PfHRP2-PfHRP3 diversity among Kenyan isolates and comparative evaluation of PfHRP2/pLDH malaria RDT with microscopy and nested PCR methodologies

Abstract

Rapid diagnostic tests (RDT) are valuable tools that support prudent and timely use of antimalarial drugs, particularly if reliable microscopy is not available. However, the performance and reliability of these tests vary between and within geographical regions. The present study evaluated the performance of routine malaria RDT in Kenyan febrile patients in Busia County, Kenya.
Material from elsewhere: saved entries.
use std::sync::Arc;
use tracing::info;

use crate::domain::models::{user::User, user_role::UserRole};
use crate::domain::ports::UserRoleRepository;
use crate::error::AppError;

pub struct UserRoleService {
    user_roles: Arc<dyn UserRoleRepository>,
}

impl UserRoleService {
    pub fn new(user_roles: Arc<dyn UserRoleRepository>) -> Self {
        Self { user_roles }
    }

    pub async fn fetch_all(&self) -> Result<Vec<UserRole>, AppError> {
        self.user_roles.list().await
    }

    pub async fn fetch_by_user(&self, user: &User) -> Result<Vec<UserRole>, AppError> {
        self.user_roles.list_by_user(user.id).await
    }

    /// Makes exactly `ids` the principal's active roles and returns the rows that flipped.
    pub async fn set_active_batch(&self, ids: &[i64], principal: &User) -> Result<Vec<UserRole>, AppError> {
        let current = self.user_roles.list_by_user(principal.id).await?;

        if ids.iter().any(|id| !current.iter().any(|role| role.id == *id)) {
            return Err(AppError::BadRequest("invalid id given".into()));
        }

        let changed: Vec<UserRole> = current
            .into_iter()
            .filter_map(|role| {
                let wanted = ids.contains(&role.id);
                (role.active != wanted).then(|| UserRole { active: wanted, ..role })
            })
            .collect();

        if changed.is_empty() {
            return Err(AppError::BadRequest("no changes were made".into()));
        }

        self.user_roles.update_batch(&changed).await?;
        info!("User {} toggled {} roles", principal.id, changed.len());
        Ok(changed)
    }
}
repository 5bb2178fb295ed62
pub mod factory;
pub mod repositories;
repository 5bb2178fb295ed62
use serde::{Deserialize, Serialize};
use chrono::{DateTime, Utc};
use sqlx::{types::Json, FromRow};
use serde_json::Value;

pub const VALID_KEYS: [&str; 34] = [
    "C", "D", "E", "F", "G", "A", "B",
    "Cm", "Dm", "Em", "Fm", "Gm", "Am", "Bm",
    "C#", "D#", "F#", "G#", "A#",
    "C#m", "D#m", "F#m", "G#m", "A#m",
    "Db", "Eb", "Gb", "Ab", "Bb",
    "Dbm", "Ebm", "Gbm", "Abm", "Bbm",
];

pub fn is_valid_key(key: &str) -> bool {
    VALID_KEYS.contains(&key)
}

#[derive(Debug, Serialize, Deserialize, FromRow, Clone, PartialEq)]
pub struct Song {
    pub id: i64,
    pub bundle_id: i64,
    pub creator_id: i64,
    pub title: String,
    pub subtitle: String,
    #[sqlx(rename = "song_key")]
    pub key: String,
    pub bpm: i32,
    pub chord_sheet: Json<Value>,
    pub updated_at: DateTime<Utc>,
}

#[derive(Debug, Clone)]
pub struct NewSong {
    pub bundle_id: i64,
    pub creator_id: i64,
    pub title: String,
    pub subtitle: String,
    pub key: String,
    pub bpm: i32,
    pub chord_sheet: Value,
}

/// Conjunctive song filter. Only non-empty criteria restrict the result.
#[derive(Debug, Clone, Default, PartialEq)]
pub struct SongFilter {
    pub ids: Vec<i64>,
    pub bundle_ids: Vec<i64>,
    pub creator_ids: Vec<i64>,
    pub title: Option<String>,
    pub keys: Vec<String>,
    pub bpms: Vec<i32>,
}

impl SongFilter {
    pub fn is_empty(&self) -> bool {
        self.ids.is_empty()
            && self.bundle_ids.is_empty()
            && self.creator_ids.is_empty()
            && self.title.as_deref().map_or(true, str::is_empty)
            && self.keys.is_empty()
            && self.bpms.is_empty()
    }

    /// `LIKE` pattern matching titles that start with the filter's title.
    /// Wildcards in the title match literally under `ESCAPE '\\'`.
    pub fn title_prefix_pattern(&self) -> Option<String> {
        let title = self.title.as_deref().filter(|title| !title.is_empty())?;

        let mut pattern = String::with_capacity(title.len() + 1);
        for c in title.chars() {
            if matches!(c, '\\' | '%' | '_') {
                pattern.push('\\');
            }
            pattern.push(c);
        }
        pattern.push('%');
        Some(pattern)
    }
}

#[cfg(test)]
mod tests {
    use super::*;

    #[test]
    fn every_listed_key_is_valid() {
        for key in VALID_KEYS {
            assert!(is_valid_key(key), "{} should be valid", key);
        }
    }

    #[test]
    fn unknown_keys_are_rejected() {
        for key in ["", "H", "c", "E#", "Fb", "B#m", "Cmaj", "A ", "Am7"] {
            assert!(!is_valid_key(key), "{:?} should be invalid", key);
        }
    }

    #[test]
    fn empty_filter_detection() {
        assert!(SongFilter::default().is_empty());
        assert!(SongFilter { title: Some(String::new()), ..Default::default() }.is_empty());
        assert!(!SongFilter { bpms: vec![120], ..Default::default() }.is_empty());
    }

    #[test]
    fn title_prefix_escapes_wildcards() {
        let filter = |title: &str| SongFilter { title: Some(title.to_string()), ..Default::default() };

        assert_eq!(SongFilter::default().title_prefix_pattern(), None);
        assert_eq!(filter("").title_prefix_pattern(), None);
        assert_eq!(filter("Ama").title_prefix_pattern().as_deref(), Some("Ama%"));
        assert_eq!(filter("_").title_prefix_pattern().as_deref(), Some("\\_%"));
        assert_eq!(filter("100%").title_prefix_pattern().as_deref(), Some("100\\%%"));
        assert_eq!(filter("a\\b").title_prefix_pattern().as_deref(), Some("a\\\\b%"));
    }
}
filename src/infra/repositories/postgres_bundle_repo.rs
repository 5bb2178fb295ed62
use crate::domain::{models::bundle::{Bundle, NewBundle}, ports::BundleRepository};
use crate::error::AppError;
use async_trait::async_trait;
use chrono::Utc;
use sqlx::PgPool;

pub struct PostgresBundleRepo {
    pool: PgPool,
}

impl PostgresBundleRepo {
    pub fn new(pool: PgPool) -> Self {
        Self { pool }
    }
}

#[async_trait]
impl BundleRepository for PostgresBundleRepo {
    async fn create(&self, bundle: &NewBundle) -> Result<Bundle, AppError> {
        sqlx::query_as::<_, Bundle>(
            "INSERT INTO bundles (name, parent_id) VALUES ($1, $2) RETURNING id, name, parent_id"
        )
            .bind(&bundle.name)
            .bind(bundle.parent_id)
            .fetch_one(&self.pool)
            .await
            .map_err(AppError::Database)
    }

    async fn find_by_id(&self, id: i64) -> Result<Option<Bundle>, AppError> {
        sqlx::query_as::<_, Bundle>("SELECT id, name, parent_id FROM bundles WHERE id = $1 AND deleted_at IS NULL")
            .bind(id)
            .fetch_optional(&self.pool)
            .await
            .map_err(AppError::Database)
    }

    async fn list(&self) -> Result<Vec<Bundle>, AppError> {
        sqlx::query_as::<_, Bundle>("SELECT id, name, parent_id FROM bundles WHERE deleted_at IS NULL ORDER BY id ASC")
            .fetch_all(&self.pool)
            .await
            .map_err(AppError::Database)
    }

    async fn list_leaves(&self) -> Result<Vec<Bundle>, AppError> {
        sqlx::query_as::<_, Bundle>(
            "SELECT b.id, b.name, b.parent_id FROM bundles b
             WHERE b.deleted_at IS NULL
               AND NOT EXISTS (SELECT 1 FROM bundles c WHERE c.parent_id = b.id AND c.deleted_at IS NULL)
             ORDER BY b.id ASC"
        )
            .fetch_all(&self.pool)
            .await
            .map_err(AppError::Database)
    }

    async fn update(&self, bundle: &Bundle) -> Result<Bundle, AppError> {
        sqlx::query_as::<_, Bundle>(
            "UPDATE bundles SET name = $1, parent_id = $2 WHERE id = $3 AND deleted_at IS NULL RETURNING id, name, parent_id"
        )
            .bind(&bundle.name)
            .bind(bundle.parent_id)
            .bind(bundle.id)
            .fetch_optional(&self.pool)
            .await
            .map_err(AppError::Database)?
            .ok_or_else(|| AppError::record_not_found("id", bundle.id))
    }

    async fn delete(&self, id: i64) -> Result<(), AppError> {
        let result = sqlx::query("UPDATE bundles SET deleted_at = $1 WHERE id = $2 AND deleted_at IS NULL")
            .bind(Utc::now())
            .bind(id)
            .execute(&self.pool)
            .await
            .map_err(AppError::Database)?;

        if result.rows_affected() == 0 {
            return Err(AppError::record_not_found("id", id));
        }
        Ok(())
    }
}
pub mod bundle;
pub mod health;
pub mod me;
pub mod role;
pub mod setlist;
pub mod setlist_role;
pub mod song;
pub mod token;
pub mod user;
pub mod user_role;
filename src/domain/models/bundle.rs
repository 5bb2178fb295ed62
use serde::{Deserialize, Serialize};
use sqlx::FromRow;

/// A node in the bundle tree. `parent_id == 0` marks a root.
#[derive(Debug, Serialize, Deserialize, FromRow, Clone, PartialEq)]
pub struct Bundle {
    pub id: i64,
    pub name: String,
    pub parent_id: i64,
}

#[derive(Debug, Clone, Deserialize)]
pub struct NewBundle {
    pub name: String,
    #[serde(default)]
    pub parent_id: i64,
}
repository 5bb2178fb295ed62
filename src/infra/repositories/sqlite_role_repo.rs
use crate::domain::{models::role::{NewRole, Role}, ports::RoleRepository};
use crate::error::AppError;
use async_trait::async_trait;
use sqlx::SqlitePool;

pub struct SqliteRoleRepo {
    pool: SqlitePool,
}

impl SqliteRoleRepo {
    pub fn new(pool: SqlitePool) -> Self {
        Self { pool }
    }
}

#[async_trait]
impl RoleRepository for SqliteRoleRepo {
    async fn create(&self, role: &NewRole) -> Result<Role, AppError> {
        sqlx::query_as::<_, Role>(
            "INSERT INTO roles (name, description) VALUES (?, ?) RETURNING id, name, description"
        )
            .bind(&role.name)
            .bind(&role.description)
            .fetch_one(&self.pool)
            .await
            .map_err(AppError::Database)
    }

    async fn find_by_id(&self, id: i64) -> Result<Option<Role>, AppError> {
        sqlx::query_as::<_, Role>("SELECT id, name, description FROM roles WHERE id = ?")
            .bind(id)
            .fetch_optional(&self.pool)
            .await
            .map_err(AppError::Database)
    }

    async fn list(&self) -> Result<Vec<Role>, AppError> {
        sqlx::query_as::<_, Role>("SELECT id, name, description FROM roles ORDER BY id ASC")
            .fetch_all(&self.pool)
            .await
            .map_err(AppError::Database)
    }

    async fn update(&self, role: &Role) -> Result<Role, AppError> {
        sqlx::query_as::<_, Role>(
            "UPDATE roles SET name = ?, description = ? WHERE id = ? RETURNING id, name, description"
        )
            .bind(&role.name)
            .bind(&role.description)
            .bind(role.id)
            .fetch_optional(&self.pool)
            .await
            .map_err(AppError::Database)?
            .ok_or_else(|| AppError::record_not_found("id", role.id))
    }

    async fn delete(&self, id: i64) -> Result<(), AppError> {
        let result = sqlx::query("DELETE FROM roles WHERE id = ?")
            .bind(id)
            .execute(&self.pool)
            .await
            .map_err(AppError::Database)?;

        if result.rows_affected() == 0 {
            return Err(AppError::record_not_found("id", id));
        }
        Ok(())
    }
}
use serde::{Deserialize, Serialize};
use sqlx::FromRow;

#[derive(Debug, Serialize, Deserialize, FromRow, Clone, PartialEq)]
pub struct Role {
    pub id: i64,
    pub name: String,
    pub description: String,
}

#[derive(Debug, Clone, Deserialize)]
pub struct NewRole {
    pub name: String,
    #[serde(default)]
    pub description: String,
}
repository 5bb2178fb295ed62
use crate::domain::{models::bundle::{Bundle, NewBundle}, ports::BundleRepository};
use crate::error::AppError;
use async_trait::async_trait;
use chrono::Utc;
use sqlx::SqlitePool;

pub struct SqliteBundleRepo {
    pool: SqlitePool,
}

impl SqliteBundleRepo {
    pub fn new(pool: SqlitePool) -> Self {
        Self { pool }
    }
}

#[async_trait]
impl BundleRepository for SqliteBundleRepo {
    async fn create(&self, bundle: &NewBundle) -> Result<Bundle, AppError> {
        sqlx::query_as::<_, Bundle>(
            "INSERT INTO bundles (name, parent_id) VALUES (?, ?) RETURNING id, name, parent_id"
        )
            .bind(&bundle.name)
            .bind(bundle.parent_id)
            .fetch_one(&self.pool)
            .await
            .map_err(AppError::Database)
    }

    async fn find_by_id(&self, id: i64) -> Result<Option<Bundle>, AppError> {
        sqlx::query_as::<_, Bundle>("SELECT id, name, parent_id FROM bundles WHERE id = ? AND deleted_at IS NULL")
            .bind(id)
            .fetch_optional(&self.pool)
            .await
            .map_err(AppError::Database)
    }

    async fn list(&self) -> Result<Vec<Bundle>, AppError> {
        sqlx::query_as::<_, Bundle>("SELECT id, name, parent_id FROM bundles WHERE deleted_at IS NULL ORDER BY id ASC")
            .fetch_all(&self.pool)
            .await
            .map_err(AppError::Database)
    }

    async fn list_leaves(&self) -> Result<Vec<Bundle>, AppError> {
        sqlx::query_as::<_, Bundle>(
            "SELECT b.id, b.name, b.parent_id FROM bundles b
             WHERE b.deleted_at IS NULL
               AND NOT EXISTS (SELECT 1 FROM bundles c WHERE c.parent_id = b.id AND c.deleted_at IS NULL)
             ORDER BY b.id ASC"
        )
            .fetch_all(&self.pool)
            .await
            .map_err(AppError::Database)
    }

    async fn update(&self, bundle: &Bundle) -> Result<Bundle, AppError> {
        sqlx::query_as::<_, Bundle>(
            "UPDATE bundles SET name = ?, parent_id = ? WHERE id = ? AND deleted_at IS NULL RETURNING id, name, parent_id"
        )
            .bind(&bundle.name)
            .bind(bundle.parent_id)
            .bind(bundle.id)
            .fetch_optional(&self.pool)
            .await
            .map_err(AppError::Database)?
            .ok_or_else(|| AppError::record_not_found("id", bundle.id))
    }

    async fn delete(&self, id: i64) -> Result<(), AppError> {
        let result = sqlx::query("UPDATE bundles SET deleted_at = ? WHERE id = ? AND deleted_at IS NULL")
            .bind(Utc::now())
            .bind(id)
            .execute(&self.pool)
            .await
            .map_err(AppError::Database)?;

        if result.rows_affected() == 0 {
            return Err(AppError::record_not_found("id", id));
        }
        Ok(())
    }
}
A cross sectional study design was employed to recruit febrile patients attending health facilities between August and November 2016. A total of 192 febrile patients who were slide positive and negative were evaluated for their infection status by nested PCR and RDTs (PfHRP2/pLDH). In addition, P. falciparum diversity of the histidine-rich proteins 2 and 3, that influences the RDT test results were determined. All individuals were P. falciparum positive. Among the investigated 192 febrile patients, 76 (40%) were positive by microscopy, 101 (53%) by RDTs and 80 (42%) were PCR positive. The performance of the CareStart™ HRP2/pLDH (pf) RDTs was better than microscopy (Sensitivity 94%; Specificity 75%) and Nucleic acid testing (sensitivity 95%, specificity 77%) with high negative predictive values, indicating the suitability of the RDT in routine practice. Specific pfhrp2/pfhrp3 deletions shown to associate with RDT false negativity was not observed. However, high genetic diversity among pfhrp2 gene was observed. Eleven new PfHRP2 and nine PfHRP3 repeats were observed. False positivity by microscopy and under reporting of infections may thus be a barrier in malaria control and elimination programs. The HRP2/pLDH(Pf) based RDT yet demonstrate to be an effective tool for malaria surveillance program.